Oct 14, 2009 - by Allan May - 0 Comments

Thomas A. Aurelio

Thomas A. Aurelio

In August 1943, Thomas A. Aurelio stood at the threshold of a dream. After nine years as an assistant prosecutor and 12 as a judge in New York City, he was about to be elected to a seat on the Supreme Court for the State of New York. Then Aurelio, in a wiretapped conversation, was overheard swearing his undying loyalty to gangster Frank Costello.
by Allan May

In August 1943, Thomas A. Aurelio stood at the threshold of a dream. After nine years as an assistant prosecutor and 12 as a judge in New York City, he was about to be elected to a seat on the Supreme Court for the State of New York. As the nominee of both the Democratic and the Republican parties, the election of the 48-year-old father of two appeared to be a formality.

Aurelio’s career had the sense of manifest destiny to it. He was a native New Yorker who grew up on the city’s East Side. Educated in the public school system, he went to college at New York University where he also earned a law degree. During World War I he served in Company F of the 51st Infantry Regiment. After the armistice, he taught American soldiers commercial law in a military school in Germany.

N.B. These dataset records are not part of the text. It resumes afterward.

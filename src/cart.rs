// SPDX-License-Identifier: AGPL-3.0-or-later
//
// Copyright (C) 2025 Daniel Negri
//
// This program is free software: you can redistribute it and/or modify
// it under the terms of the GNU Affero General Public License as published by
// the Free Software Foundation, either version 3 of the License, or
// (at your option) any later version.
//
// This program is distributed in the hope that it will be useful,
// but WITHOUT ANY WARRANTY; without even the implied warranty of
// MERCHANTABILITY or FITNESS FOR A PARTICULAR PURPOSE. See the
// GNU Affero General Public License for more details.
//
// You should have received a copy of the GNU Affero General Public License
// along with this program. If not, see <https://www.gnu.org/licenses/>.

//! Per-user shopping carts.
//!
//! A cart is mutable scratch state: one per user, created lazily, never
//! deleted, only emptied. Stock checks here are soft — display-quality
//! validation against a stock read that may be stale. The authoritative
//! check happens at checkout, inside the inventory ledger.
//!
//! The read of a line's existing quantity and the write of its new one
//! happen under the cart's lock, so two concurrent adds for the same user
//! cannot lose an update.

use crate::StoreError;
use crate::base::{ProductId, UserId};
use crate::inventory::Inventory;
use crate::product::Product;
use parking_lot::{Mutex, MutexGuard};
use rust_decimal::Decimal;
use serde::Serialize;
use std::collections::HashMap;

#[derive(Debug)]
pub(crate) struct CartData {
    pub(crate) user_id: UserId,
    /// Line quantities, unique per product.
    pub(crate) items: HashMap<ProductId, u32>,
}

/// One line of a [`CartView`], priced at the current catalog price.
#[derive(Debug, Clone, PartialEq, Eq, Serialize)]
pub struct CartLine {
    pub product_id: ProductId,
    pub name: String,
    pub price: Decimal,
    pub quantity: u32,
    pub subtotal: Decimal,
}

/// Recomputed view of a cart.
///
/// Prices are the *current* catalog prices — the cart has not yet
/// crystallized an order, so there is nothing to snapshot.
#[derive(Debug, Clone, PartialEq, Eq, Serialize)]
pub struct CartView {
    pub user_id: UserId,
    pub items: Vec<CartLine>,
    /// Distinct lines, not total units.
    pub item_count: usize,
    pub total_price: Decimal,
}

/// A user's mutable cart.
#[derive(Debug)]
pub struct Cart {
    inner: Mutex<CartData>,
}

impl Cart {
    pub fn new(user_id: UserId) -> Self {
        Self {
            inner: Mutex::new(CartData {
                user_id,
                items: HashMap::new(),
            }),
        }
    }

    pub fn user_id(&self) -> UserId {
        self.inner.lock().user_id
    }

    pub fn is_empty(&self) -> bool {
        self.inner.lock().items.is_empty()
    }

    /// Inserts a new line or increments an existing one.
    ///
    /// The soft stock check compares the *prospective* line total (existing
    /// plus added) against the product's current stock.
    pub fn add_item(
        &self,
        inventory: &Inventory,
        product_id: ProductId,
        quantity: u32,
    ) -> Result<CartView, StoreError> {
        if quantity == 0 {
            return Err(StoreError::InvalidQuantity);
        }

        let mut data = self.inner.lock();
        let snapshot = inventory
            .get(product_id)
            .ok_or(StoreError::ProductNotFound(product_id))?;

        let current = data.items.get(&product_id).copied().unwrap_or(0);
        let prospective = current
            .checked_add(quantity)
            .ok_or(StoreError::InvalidQuantity)?;

        if snapshot.stock < prospective {
            return Err(StoreError::InsufficientStock {
                product_id,
                requested: prospective,
                available: snapshot.stock,
            });
        }

        data.items.insert(product_id, prospective);
        Ok(Self::view_of(&data, inventory))
    }

    /// Sets a line's quantity exactly (not additive).
    pub fn update_item(
        &self,
        inventory: &Inventory,
        product_id: ProductId,
        quantity: u32,
    ) -> Result<CartView, StoreError> {
        if quantity == 0 {
            return Err(StoreError::InvalidQuantity);
        }

        let mut data = self.inner.lock();
        if !data.items.contains_key(&product_id) {
            return Err(StoreError::ItemNotInCart(product_id));
        }

        let snapshot = inventory
            .get(product_id)
            .ok_or(StoreError::ProductNotFound(product_id))?;
        if snapshot.stock < quantity {
            return Err(StoreError::InsufficientStock {
                product_id,
                requested: quantity,
                available: snapshot.stock,
            });
        }

        data.items.insert(product_id, quantity);
        Ok(Self::view_of(&data, inventory))
    }

    /// Deletes a line.
    pub fn remove_item(
        &self,
        inventory: &Inventory,
        product_id: ProductId,
    ) -> Result<CartView, StoreError> {
        let mut data = self.inner.lock();
        if data.items.remove(&product_id).is_none() {
            return Err(StoreError::ItemNotInCart(product_id));
        }
        Ok(Self::view_of(&data, inventory))
    }

    /// Deletes all lines. Idempotent.
    pub fn clear(&self, inventory: &Inventory) -> CartView {
        let mut data = self.inner.lock();
        data.items.clear();
        Self::view_of(&data, inventory)
    }

    /// Recomputes the view at current catalog prices.
    pub fn view(&self, inventory: &Inventory) -> CartView {
        Self::view_of(&self.inner.lock(), inventory)
    }

    pub(crate) fn lock(&self) -> MutexGuard<'_, CartData> {
        self.inner.lock()
    }

    pub(crate) fn view_of(data: &CartData, inventory: &Inventory) -> CartView {
        let mut items: Vec<CartLine> = data
            .items
            .iter()
            .filter_map(|(&product_id, &quantity)| {
                // Catalog removal is out of scope; a line whose product is
                // gone is skipped rather than poisoning the whole view.
                let snapshot = inventory.get(product_id)?;
                let subtotal = (snapshot.price * Decimal::from(quantity))
                    .round_dp(Product::PRICE_PRECISION);
                Some(CartLine {
                    product_id,
                    name: snapshot.name,
                    price: snapshot.price,
                    quantity,
                    subtotal,
                })
            })
            .collect();
        items.sort_by_key(|line| line.product_id);

        let total_price = items
            .iter()
            .map(|line| line.subtotal)
            .sum::<Decimal>()
            .round_dp(Product::PRICE_PRECISION);

        CartView {
            user_id: data.user_id,
            item_count: items.len(),
            items,
            total_price,
        }
    }
}
pub mod config;
pub mod error;
pub mod message;
pub mod routes;
pub mod server;
pub mod services;
pub mod state;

Returning home, Aurelio was admitted to the bar. In 1922, he was appointed assistant district attorney at the age of 27. Mayor Jimmy Walker appointed him a judge in 1931 and four years later he was re-appointed by Mayor Fiorello La Guardia. During a glowing swearing-in ceremony La Guardia stated, "I have re-appointed you because I know of your record, and have known you as a boy and a law student. You are the kind of career man I want on the bench." A review of Aurelio’s record as a judge showed his strong support of the police when their efforts brought them into conflict with big-name criminals.

As impeccable as Auerlio’s career had been, a seemingly unrelated event – the murder in January 1943 of Italian-language newspaper editor Carlo Tresca – would inadvertently snare Auerlio and derail his cake walk to the New York Supreme Court.